Эмма покачала головой и вздохнула. Она была озадачена. Машинально положив медальон и булавку на место и накрыв их бархатной подкладкой, девушка убрала в шкатулку и другие украшения. Она аккуратно сложила в сундук остальные вещи и закрыла крышку, все еще удивленно покачивая головой. С присущей ей проницательностью, Эмма сразу догадалась, что ее мать по какой-то неизвестной причине скрывала медальон и булавку. Это открытие заинтриговало девушку, и она решила не говорить отцу о своих находках, хотя еще не до конца понимала, чем вызвано такое ее решение. Прихватив с собой коробку для рукоделия, она задула свечу и спустилась вниз.
Кухня тонула в полумраке, который не мог разогнать тусклый свет двух свечей, горевших на столе. Эмма зажгла керосиновую лампу на каминной полке и еще одну на буфете и, поставив на стол корзинку для шитья, принесенную из усадьбы, принялась за работу.

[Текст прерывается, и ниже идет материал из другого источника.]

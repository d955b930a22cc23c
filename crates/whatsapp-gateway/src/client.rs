//! Evolution API HTTP client.

use std::sync::atomic::{AtomicBool, Ordering};
use std::sync::Arc;
use std::time::Duration;

use async_trait::async_trait;
use notify_core::{MessageTransport, TransportError};
use reqwest::Client;
use serde::{Deserialize, Serialize};
use tracing::{debug, info};

use crate::config::GatewayConfig;
use crate::error::GatewayError;

/// Request timeout for individual API calls.
const REQUEST_TIMEOUT: Duration = Duration::from_secs(30);

/// Body of a `sendText` request.
#[derive(Debug, Serialize)]
struct SendTextRequest<'a> {
    number: &'a str,
    text: &'a str,
}

/// Response of a `connectionState` request.
#[derive(Debug, Deserialize)]
struct ConnectionStateResponse {
    instance: InstanceState,
}

#[derive(Debug, Deserialize)]
struct InstanceState {
    state: String,
}

/// Client for sending WhatsApp messages through an Evolution API instance.
#[derive(Clone)]
pub struct WhatsAppClient {
    http: Client,
    config: GatewayConfig,
    connected: Arc<AtomicBool>,
}

impl WhatsAppClient {
    /// Build a client and verify the instance is connected.
    pub async fn connect(config: GatewayConfig) -> Result<Self, GatewayError> {
        let client = Self::new(config)?;

        let state = client.connection_state().await?;
        if state != "open" {
            return Err(GatewayError::Disconnected(state));
        }
        client.connected.store(true, Ordering::SeqCst);
        info!(
            "Connected to Evolution API at {} (instance: {})",
            client.config.base_url, client.config.instance
        );

        Ok(client)
    }

    /// Build a client without checking the instance state.
    pub fn new(config: GatewayConfig) -> Result<Self, GatewayError> {
        let http = Client::builder()
            .timeout(REQUEST_TIMEOUT)
            .build()
            .map_err(GatewayError::Http)?;

        Ok(Self {
            http,
            config,
            connected: Arc::new(AtomicBool::new(false)),
        })
    }

    /// Whether the last state check saw the instance connected.
    pub fn is_connected(&self) -> bool {
        self.connected.load(Ordering::SeqCst)
    }

    /// Query the instance connection state (e.g. "open", "close",
    /// "connecting").
    pub async fn connection_state(&self) -> Result<String, GatewayError> {
        let url = self.config.connection_state_url();
        debug!("Connection state check: {}", url);

        let response = self
            .http
            .get(&url)
            .header("apikey", &self.config.api_key)
            .send()
            .await
            .map_err(GatewayError::Http)?;

        let status = response.status();
        if !status.is_success() {
            self.connected.store(false, Ordering::SeqCst);
            let body = response.text().await.unwrap_or_default();
            return Err(GatewayError::Rejected {
                status: status.as_u16(),
                body,
            });
        }

        let state: ConnectionStateResponse =
            response.json().await.map_err(GatewayError::Http)?;
        self.connected
            .store(state.instance.state == "open", Ordering::SeqCst);
        Ok(state.instance.state)
    }

    /// Send a text message to a canonical phone number.
    pub async fn send_text(&self, number: &str, text: &str) -> Result<(), GatewayError> {
        let url = self.config.send_text_url();
        debug!("Send text to {}: {}", number, url);

        let response = self
            .http
            .post(&url)
            .header("apikey", &self.config.api_key)
            .json(&SendTextRequest { number, text })
            .send()
            .await
            .map_err(GatewayError::Http)?;

        let status = response.status();
        if !status.is_success() {
            let body = response.text().await.unwrap_or_default();
            return Err(GatewayError::Rejected {
                status: status.as_u16(),
                body,
            });
        }

        Ok(())
    }

    /// Get the configuration.
    pub fn config(&self) -> &GatewayConfig {
        &self.config
    }
}

#[async_trait]
impl MessageTransport for WhatsAppClient {
    async fn send(&self, phone: &str, body: &str) -> Result<(), TransportError> {
        self.send_text(phone, body).await.map_err(|e| match e {
            GatewayError::Http(err) if err.is_timeout() => {
                TransportError::Timeout(REQUEST_TIMEOUT)
            }
            GatewayError::Rejected { status, body } => TransportError::Rejected {
                status,
                detail: body,
            },
            other => TransportError::Request(other.to_string()),
        })
    }

    fn name(&self) -> &str {
        "evolution-api"
    }
}

impl std::fmt::Debug for WhatsAppClient {
    fn fmt(&self, f: &mut std::fmt::Formatter<'_>) -> std::fmt::Result {
        f.debug_struct("WhatsAppClient")
            .field("base_url", &self.config.base_url)
            .field("instance", &self.config.instance)
            .field("connected", &self.is_connected())
            .finish()
    }
}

Сначала она потрудилась над блузкой, подаренной ей госпожой Уэйнрайт, а затем начала подбивать нижнюю юбку миссис Фарли. „Бедняжка, – думала девушка, усердно прокладывая стежки. – Она всегда такая странная. То сдержанная и замкнутая, то вдруг веселая и болтает без умолку...” Эмме хотелось, чтобы Оливия Уэйнрайт поскорее вернулась из Шотландии, где она гостила у друзей. Она отсутствовала лишь две недели, но Эмме казалось, что прошла уже целая вечность. В имении без нее все шло как-то не так, и странное беспокойство все чаще охватывало Эмму. Она по-настоящему тревожилась и не могла объяснить себе причину этой тревоги.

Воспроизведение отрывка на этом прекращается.